Overweight and obese people make up just under half of the French population, but they account for a disproportionate share of healthcare expenditure (56% for outpatient care and probably more for inpatient care). Excess bodyweight has particularly negative consequences for human health, raising morbidity by the heightened risk of chronic disease, and raising mortality, as 13% of deaths recorded in Europe in 2002 were attributed to obesity. Obesity also reflects major social inequalities, as it is disproportionately present among low-income households.
In France, the social cost of excess bodyweight was approximately €20 bn (1% of GDP) in 2012–an amount comparable to the social cost of alcohol and tobacco. The cost per individual concerned, however, is substantially lower than for alcohol or smoking, because far more people are overweight. Furthermore, individual behaviours must not be stigmatised because-unlike alcohol and tobacco, which are matters of individual behaviour–obesity has multiple causes, such as the quality of food consumed and genetic factors.
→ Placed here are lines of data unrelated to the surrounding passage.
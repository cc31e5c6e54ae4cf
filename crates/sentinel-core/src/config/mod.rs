//! Configuration system for Sentinel

pub mod defaults;
mod loader;
mod types;
pub mod validation;

pub use defaults::*;
pub use loader::*;
pub use types::*;
pub use validation::*;
//! Sentinel Core - shared types for the cache-aware test runner
//!
//! This crate provides the data model exchanged between the watcher, the
//! scheduler and the renderer, along with error handling and configuration.

pub mod config;
pub mod error;
pub mod types;

pub use config::Config;
pub use error::{ConfigError, Result};
pub use types::{
    ChangeKind, FileChange, StrategyKind, TargetKind, TestResult, TestRunStats, TestStatus,
    TestSuite, TestTarget,
};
While appropriate actions have been undertaken in an attempt to limit the rise in the number of overweight people, they appear inadequate in light of the health risks involved, and more specifically the projected increase in the number of obese and overweight people (in France, 33.0 million in 2030, up from 24.6 million in 2012). In the past, prevention has focused on mass media campaigns. Measures could be taken both to strengthen incentives for physicians to expand prevention, and to make nutritional taxes more effective in changing behaviours.
While behavioural taxation can be a welcome instrument in improving anti-obesity policies in France, other, innovative and economical anti-obesity measures could be promoted, including:
- focusing on "unconscious" incentives in consumer decision-making, to bring about a healthier diet;
- better-targeted prevention campaigns;
- restricting or even banning advertising targeted at children for products whose overconsumption can be unhealthy;
- strengthening nutritional labelling requirements.
Lastly, organising intensive counselling of obese people by healthcare professionals appears to be highly promising but potentially costly in the short term. Two factors make such counselling difficult: lack of incentives for physicians and lack of resources in regions with low physician-to-population ratios.